Holtz won his title at Notre Dame in 1988, but still insists the Irish should have been awarded a second one in 1989 or 1993 because the same criteria voters used to award those championships to Miami and Florida State — head-to-head victory in the first case; strength of schedule in the second — didn't get his teams the nod when the tables were turned.
Penn State coach Joe Paterno might have an even bigger beef. He won AP titles in 1982 and 1986, but wound up a bridesmaid three times — 1968, 1969 and 1994 — with unbeaten teams that polished off their seasons with victories in top-shelf bowl games. That may explain why a spokesman for the Nittany Lions said Paterno was too busy focusing on an upcoming game against Purdue late in the week to comment on the anniversary.
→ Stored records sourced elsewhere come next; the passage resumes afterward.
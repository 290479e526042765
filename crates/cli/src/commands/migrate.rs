//! Database migration command.
//!
//! Migrations live in `crates/api/migrations/` and are embedded at compile
//! time. The API server never runs them on startup.

use super::{CliError, connect};

/// Apply all pending migrations.
pub async fn run() -> Result<(), CliError> {
    let pool = connect().await?;

    tracing::info!("Running marketplace migrations...");
    sqlx::migrate!("../api/migrations").run(&pool).await?;

    tracing::info!("Marketplace migrations complete!");
    Ok(())
}
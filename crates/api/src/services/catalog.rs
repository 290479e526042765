//! Categories, products and variations.
//!
//! # Ownership
//!
//! Products belong to the vendor that created them. Every mutation of a
//! product or of its variations checks the caller's vendor id. A product
//! owned by someone else is reported as not found.
//!
//! # Attachments
//!
//! Image files are written to disk by the HTTP layer before a service method
//! runs, and their stored paths are handed in. If the method fails for any
//! reason those files are deleted again, so a failed request never leaves
//! files behind.

use serde::Serialize;

use marketplace_core::{CategoryId, Price, ProductId, VariationId, VendorId};

use super::uploads::UploadStore;
use super::{Result, ServiceError};
use crate::db::Store;
use crate::models::{
    Category, NewProduct, NewVariation, Product, ProductView, Variation, image_map,
};

/// Maximum number of images attached to one variation.
pub const MAX_VARIATION_IMAGES: usize = 5;

/// New product fields, already validated.
#[derive(Debug, Clone)]
pub struct ProductDraft {
    pub name: String,
    pub description: String,
    pub category_id: CategoryId,
}

/// Product changes. `None` leaves a field as it is.
#[derive(Debug, Clone, Default)]
pub struct ProductUpdate {
    pub name: Option<String>,
    pub description: Option<String>,
}

/// New variation fields, already validated.
#[derive(Debug, Clone)]
pub struct VariationDraft {
    pub product_id: ProductId,
    pub price: Price,
    pub stock: u32,
    pub size: Option<String>,
    pub color: Option<String>,
}

/// Variation changes.
///
/// `None` leaves a field as it is. For `size` and `color`, an empty string
/// clears the value.
#[derive(Debug, Clone, Default)]
pub struct VariationUpdate {
    pub price: Option<Price>,
    pub stock: Option<u32>,
    pub size: Option<String>,
    pub color: Option<String>,
}

/// A variation whose record could not be deleted.
#[derive(Debug, Clone, PartialEq, Eq, Serialize)]
#[serde(rename_all = "camelCase")]
pub struct FailedVariation {
    pub variation_id: VariationId,
    pub error: String,
}
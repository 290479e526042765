//! Domain models for the marketplace.
//!
//! These types represent validated domain objects separate from database row
//! types. Response views that hide internal fields live next to the model
//! they project.

pub mod account;
pub mod catalog;
pub mod vendor;

pub use account::{Account, AccountProfile, NewAccount};
pub use catalog::{
    Category, ImageMap, NewProduct, NewVariation, Product, ProductView, Variation, image_map,
};
pub use vendor::Vendor;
If Paterno does bear a grudge, he's at the end of a very long line. Every sports writer who's been with the AP for a while has more than one story to tell about the time he wound up on the end of a harangue about the poll and here's my personal favorite.
A month shy of 21 years ago, my older son Matt, 9 years old at the time, was hit by a car. I was at a Cubs game when I got the call and just before bolting the press box, I told my editor I was heading to the hospital.1 comment on this story
An hour or so later, after it was apparent Matt's injuries weren't life threatening, I was watching a plastic surgeon calmly pick bits of asphalt out of a wound stretching the width of my son's forehead as he prepared to stitch it up. A nurse stuck her head into the room and said, "Are you the guy from the AP?" I nodded yes. "One of your editors called and wants to know if everything is OK?"
Before I could answer, the plastic surgeon looked up from my son and directly at me. He started yelling.
"AP? You're with the AP? I went to Ohio State and you guys screwed us."
I shouted back: "Finish what you're doing! There's plenty of time to argue about it later."
Though almost everything else about that day is etched in my memory forever, I can't for the life of me remember what year he was so aggravated about.